After several years of strained relations within my marriage, I think we may have a case of a controlling wife and passive-aggressive husband dynamic.

I am the primary breadwinner and have handle to finances and general running of the household. I know I can be an overbearing person as I like things a certain way and I tend to take charge, but, at the same time, I feel I am reasonable and have compromised a great deal in the course of the relationship.

It seems that my husband has subtle ways to sabotage our relationship and finances. For instance, we are on a budget. He will take money from our joint account and act like he thought we had extra money for him to gamble with. Other times he will evoke the silent treatment if I try to have a conversation that he perceives as unpleasant. If I try to talk to him about normal relationship and household matters it is impossible to come to a real solution as he will just agree and do nothing or go silent.

Lately, things have gotten much worse when I have expressed the likelihood that I do not want children. I have some medical issues that came about and brought the issue to the forefront. The medical issue was always something we both postponed for myriad reasons but seemed we would “eventually get to a better position” to do it. Granted, I did not disclose this early on in the relationship but it was because I was not sure about the condition until now.

He is not happy and saying we are not compatible about anything because of this medical issue. He is even now trying to blame me for the strained relationship he has with his adult daughters because “he sold his soul” to be with me. The bottom line is that he has resentment towards me, and, hence, the passive aggressive behaviour has escalated. He thinks he wants out of the relationship but he will not make the move. I admit, I am stubborn and will not make the move either. I do not feel I should be made to be uncomfortable (giving up the home) because he is acting out.

He refuses the counselling I have suggested. I have presented books and other tools we could use to improve the relationship and he resists.
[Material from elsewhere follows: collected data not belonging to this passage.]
/// Run configuration for the [`Frontend`] driver.
mod config;
/// Composes scanning and parsing, with or without error recovery.
mod driver;
/// The lexer turns the text of a source unit into positioned tokens.
mod lexer;
/// The parser transforms a token sequence into a parse tree.
mod parser;

pub use config::Config;
pub use driver::{Frontend, FrontendError, Outcome};
pub use lexer::{
    lex, lex_recovering, scan, LineTable, Location, Position, ScanError, SourceUnit, Span,
    Spanned, Token, TokenKind,
};
pub use parser::{
    ast,
    errors::{Expectations, ParseError},
    number::{interpret, NumberError},
    parse, parse_recovering, parse_tokens,
};

#[cfg(test)]
mod test {
    use std::thread;

    use num::BigInt;

    use crate::{ast::ParseTree, Config, Frontend, Outcome, SourceUnit, Token};

    fn assert_send_sync<T: Send + Sync>() {}

    #[test]
    fn units_can_cross_threads() {
        assert_send_sync::<SourceUnit>();
        assert_send_sync::<Token>();
        assert_send_sync::<ParseTree>();
        assert_send_sync::<Frontend>();
    }

    #[test]
    fn independent_units_on_separate_threads() {
        let frontend = Frontend::new(Config::default());

        let handles: Vec<_> = (0..8)
            .map(|i| {
                let frontend = frontend.clone();
                thread::spawn(move || {
                    let text = format!("value_{i} Int\n  other_{i} Float");
                    frontend.run(format!("unit_{i}.ist"), text)
                })
            })
            .collect();

        for (i, handle) in handles.into_iter().enumerate() {
            match handle.join().unwrap() {
                Outcome::Complete((unit, tree)) => {
                    assert_eq!(unit.name(), format!("unit_{i}.ist"));
                    assert_eq!(tree.source(), unit.name());
                    assert_eq!(tree.declarations().len(), 2);
                    let first = tree.declarations()[0].as_var().unwrap();
                    assert_eq!(first.name().value(), format!("value_{i}"));
                }
                other => panic!("Unit {i} did not parse: {other:?}"),
            }
        }
    }

    #[test]
    fn scanned_tokens_parse() {
        let unit = crate::lex("lib.ist", "count Int").unwrap();
        let tree = crate::parse(&unit).unwrap();

        assert_eq!(tree.declarations().len(), 1);
        assert_eq!(
            crate::interpret("0x_ff"),
            Ok(crate::ast::NumberValue::Int(BigInt::from(255)))
        );
    }
}
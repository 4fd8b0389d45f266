//! Column definitions and field keys

use std::borrow::Cow;
use std::fmt;
use std::num::IntErrorKind;

use serde::{Deserialize, Deserializer, Serialize};
use serde_json::{Map, Value};

use crate::data::constants::{MAX_COLSPAN, MAX_ROWSPAN};

/// Identity of a column: an explicit name, or the logical index used as a fallback
#[derive(Debug, Clone, PartialEq, Eq, Hash, Serialize, Deserialize)]
#[serde(untagged)]
pub enum FieldKey {
    Index(usize),
    Name(String),
}

impl FieldKey {
    /// The string used as a record key
    pub fn as_key(&self) -> Cow<'_, str> {
        match self {
            FieldKey::Index(i) => Cow::Owned(i.to_string()),
            FieldKey::Name(name) => Cow::Borrowed(name),
        }
    }

    /// Whether this key matches a record key string
    pub fn matches(&self, key: &str) -> bool {
        self.as_key() == key
    }
}

impl fmt::Display for FieldKey {
    fn fmt(&self, f: &mut fmt::Formatter<'_>) -> fmt::Result {
        match self {
            FieldKey::Index(i) => write!(f, "{}", i),
            FieldKey::Name(name) => write!(f, "{}", name),
        }
    }
}

impl From<&str> for FieldKey {
    fn from(name: &str) -> Self {
        FieldKey::Name(name.to_string())
    }
}

impl From<String> for FieldKey {
    fn from(name: String) -> Self {
        FieldKey::Name(name)
    }
}

impl From<usize> for FieldKey {
    fn from(index: usize) -> Self {
        FieldKey::Index(index)
    }
}

/// A column header cell
///
/// Unknown options (`sortable`, `formatter`, ...) are kept in `extra` and
/// written back unchanged.
#[derive(Debug, Clone, Default, PartialEq, Serialize, Deserialize)]
#[serde(rename_all = "camelCase")]
pub struct ColumnDef {
    #[serde(default, skip_serializing_if = "Option::is_none")]
    pub field: Option<FieldKey>,
    #[serde(default, skip_serializing_if = "Option::is_none")]
    pub title: Option<String>,
    #[serde(
        default,
        deserialize_with = "deserialize_span",
        skip_serializing_if = "Option::is_none"
    )]
    pub colspan: Option<i64>,
    #[serde(
        default,
        deserialize_with = "deserialize_span",
        skip_serializing_if = "Option::is_none"
    )]
    pub rowspan: Option<i64>,
    /// Logical column, set by header resolution for `colspan == 1` cells
    #[serde(default, skip_serializing_if = "Option::is_none")]
    pub field_index: Option<usize>,
    #[serde(flatten)]
    pub extra: Map<String, Value>,
}

impl ColumnDef {
    /// Create a column with a named field
    pub fn new(field: impl Into<FieldKey>) -> Self {
        ColumnDef {
            field: Some(field.into()),
            ..Default::default()
        }
    }

    /// Create a column without a field (it will be keyed by its index)
    pub fn anonymous() -> Self {
        ColumnDef::default()
    }

    pub fn with_title(mut self, title: impl Into<String>) -> Self {
        self.title = Some(title.into());
        self
    }

    pub fn with_spans(mut self, rowspan: i64, colspan: i64) -> Self {
        self.rowspan = Some(rowspan);
        self.colspan = Some(colspan);
        self
    }

    pub fn with_colspan(mut self, colspan: i64) -> Self {
        self.colspan = Some(colspan);
        self
    }

    pub fn with_rowspan(mut self, rowspan: i64) -> Self {
        self.rowspan = Some(rowspan);
        self
    }

    /// Effective colspan: the declared value when positive (at most
    /// [`MAX_COLSPAN`]), otherwise 1
    pub fn colspan_or_default(&self) -> usize {
        effective_span(self.colspan, MAX_COLSPAN)
    }

    /// Effective rowspan: the declared value when positive (at most
    /// [`MAX_ROWSPAN`]), otherwise 1
    pub fn rowspan_or_default(&self) -> usize {
        effective_span(self.rowspan, MAX_ROWSPAN)
    }

    /// Whether this header cell owns a single logical data column
    pub fn is_leaf(&self) -> bool {
        self.colspan_or_default() == 1
    }
}

fn effective_span(span: Option<i64>, max: usize) -> usize {
    match span {
        Some(n) if n >= 1 => usize::try_from(n).map_or(max, |n| n.min(max)),
        _ => 1,
    }
}

/// Spans arrive as numbers or as attribute strings; unparseable strings become 0
fn deserialize_span<'de, D>(deserializer: D) -> Result<Option<i64>, D::Error>
where
    D: Deserializer<'de>,
{
    let value = Option::<Value>::deserialize(deserializer)?;
    Ok(match value {
        None | Some(Value::Null) => None,
        Some(Value::Number(n)) => Some(
            n.as_i64()
                .or_else(|| n.as_u64().map(|_| i64::MAX))
                .unwrap_or(0),
        ),
        Some(Value::String(s)) => Some(parse_span_str(&s)),
        Some(_) => Some(0),
    })
}

/// Lenient span text: overflowing digit strings saturate, anything else is 0
pub(crate) fn parse_span_str(s: &str) -> i64 {
    match s.trim().parse::<i64>() {
        Ok(n) => n,
        Err(e) if *e.kind() == IntErrorKind::PosOverflow => i64::MAX,
        Err(_) => 0,
    }
}
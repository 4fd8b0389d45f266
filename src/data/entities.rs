//! HTML entity table used by the escaping helpers

use phf::phf_map;

/// Characters escaped for safe interpolation into markup and attributes
pub static HTML_ESCAPES: phf::Map<char, &'static str> = phf_map! {
    '&' => "&amp;",
    '<' => "&lt;",
    '>' => "&gt;",
    '"' => "&quot;",
    '\'' => "&#039;",
    '`' => "&#x60;",
};

/// Look up the entity for a character, if it needs escaping
pub fn escape_char(c: char) -> Option<&'static str> {
    HTML_ESCAPES.get(&c).copied()
}
//! Data layer - Static mappings and constants
//!
//! - Attribute names and record key layout
//! - HTML entity table

pub mod constants;
pub mod entities;

// Re-export commonly used items
pub use constants::{cell_key, CELL_KEY_SUFFIXES, CELL_TAGS, MAX_COLSPAN, MAX_ROWSPAN};
pub use entities::{escape_char, HTML_ESCAPES};
//! Terminal formatting for layout warnings

use super::error::{GridWarning, WarningKind};

/// Format collected warnings for display, one per line, with a summary
pub fn format_warnings(warnings: &[GridWarning], use_color: bool) -> String {
    let mut output = String::new();

    for warning in warnings {
        if use_color {
            let color = match warning.kind {
                WarningKind::MissingColumn | WarningKind::RowOverflow => "\x1b[31m", // Red
                WarningKind::SpanClipped | WarningKind::InvalidSpan => "\x1b[33m",   // Yellow
            };
            output.push_str(color);
            output.push_str(&format!("warning: {}", warning));
            output.push_str("\x1b[0m\n");
        } else {
            output.push_str(&format!("warning: {}\n", warning));
        }
    }

    if use_color {
        output.push_str(if warnings.is_empty() {
            "\x1b[32m"
        } else {
            "\x1b[33m"
        });
    }

    output.push_str(&format!("Summary: {} warning(s)", warnings.len()));

    if use_color {
        output.push_str("\x1b[0m");
    }

    output
}
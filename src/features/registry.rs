//! Named values and functions for option strings
//!
//! Column options such as a formatter or a footer are often given by name.
//! The registry resolves those names the way a page-global lookup would:
//! registered objects come back as they are, registered functions are called
//! with the arguments, and anything else is treated as a `%s` template.

use std::fmt;
use std::sync::Arc;

use fxhash::FxHashMap;
use serde_json::Value;
use tracing::debug;

use super::template::sprintf;

/// A callable registered under a name
pub type RegisteredFn = Arc<dyn Fn(&[Value]) -> Value + Send + Sync>;

#[derive(Clone)]
enum Entry {
    Value(Value),
    Function(RegisteredFn),
}

/// Name lookup table for option values
#[derive(Clone, Default)]
pub struct FunctionRegistry {
    entries: FxHashMap<String, Entry>,
}

impl FunctionRegistry {
    pub fn new() -> Self {
        Self::default()
    }

    /// Register a function under `name`, replacing any previous entry
    pub fn register_fn<F>(&mut self, name: impl Into<String>, f: F) -> &mut Self
    where
        F: Fn(&[Value]) -> Value + Send + Sync + 'static,
    {
        self.entries.insert(name.into(), Entry::Function(Arc::new(f)));
        self
    }

    /// Register a plain value under `name`, replacing any previous entry
    pub fn register_value(&mut self, name: impl Into<String>, value: Value) -> &mut Self {
        self.entries.insert(name.into(), Entry::Value(value));
        self
    }

    pub fn contains(&self, name: &str) -> bool {
        self.entries.contains_key(name)
    }

    pub fn len(&self) -> usize {
        self.entries.len()
    }

    pub fn is_empty(&self) -> bool {
        self.entries.is_empty()
    }

    /// Resolve `name` against the registry
    ///
    /// Lookup order: a registered value, then a registered function called
    /// with `args`, then `name` rendered as a template with `args`. When the
    /// template cannot be completed `default` is returned.
    pub fn calculate_object_value(&self, name: &str, args: &[Value], default: Value) -> Value {
        match self.entries.get(name) {
            Some(Entry::Value(value)) => value.clone(),
            Some(Entry::Function(f)) => f(args),
            None => {
                let rendered = sprintf(name, args);
                if rendered.is_empty() {
                    debug!(name, "no registry entry and template incomplete, using default");
                    default
                } else {
                    Value::String(rendered)
                }
            }
        }
    }
}

impl fmt::Debug for FunctionRegistry {
    fn fmt(&self, f: &mut fmt::Formatter<'_>) -> fmt::Result {
        let mut names: Vec<&str> = self.entries.keys().map(String::as_str).collect();
        names.sort_unstable();
        f.debug_struct("FunctionRegistry").field("names", &names).finish()
    }
}

#[cfg(test)]
mod tests {
    use super::*;
    use serde_json::json;

    fn registry() -> FunctionRegistry {
        let mut registry = FunctionRegistry::new();
        registry
            .register_value("icons", json!({ "refresh": "glyphicon-refresh" }))
            .register_fn("sum", |args| {
                json!(args.iter().filter_map(Value::as_f64).sum::<f64>())
            });
        registry
    }

    #[test]
    fn test_registered_value() {
        assert_eq!(
            registry().calculate_object_value("icons", &[], Value::Null),
            json!({ "refresh": "glyphicon-refresh" })
        );
    }

    #[test]
    fn test_registered_function() {
        assert_eq!(
            registry().calculate_object_value("sum", &[json!(1), json!(2.5)], Value::Null),
            json!(3.5)
        );
    }

    #[test]
    fn test_template_fallback() {
        let registry = registry();
        assert_eq!(
            registry.calculate_object_value("%s rows", &[json!(10)], Value::Null),
            json!("10 rows")
        );
        assert_eq!(
            registry.calculate_object_value("%s of %s", &[json!(1)], json!("fallback")),
            json!("fallback")
        );
    }

    #[test]
    fn test_replace_entry() {
        let mut registry = registry();
        registry.register_value("sum", json!(0));
        assert_eq!(registry.len(), 2);
        assert!(registry.contains("sum"));
        assert_eq!(registry.calculate_object_value("sum", &[json!(5)], Value::Null), json!(0));
    }
}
For my own sake, I am going on my own to a therapist.

I am not sure of how to get a handle on the situation or if the relationship can be saved? He has moved out of the bedroom and decidedly is giving me the silent treatment, again, for the umpteenth time. I am not sure if it is for present or past transgressions on my part as it is hard to keep count.

I haven’t talked to anyone about this as I am embarrassed and no one would believe me anyway because he is the quintessential “Mr. Nice guy.”

A- I am not very clear about your medical condition and your situation. Do you live in his house? Why would you want to be in a relationship where you are obviously not comfortable or respected or happy? Your partner seems to have his own children, has he expressed his desire to want more? As far as the financial part goes, you can always have your individual account. It is obvious that your relationship has broken down. It is your choice to get out with respect or continue with a compromise.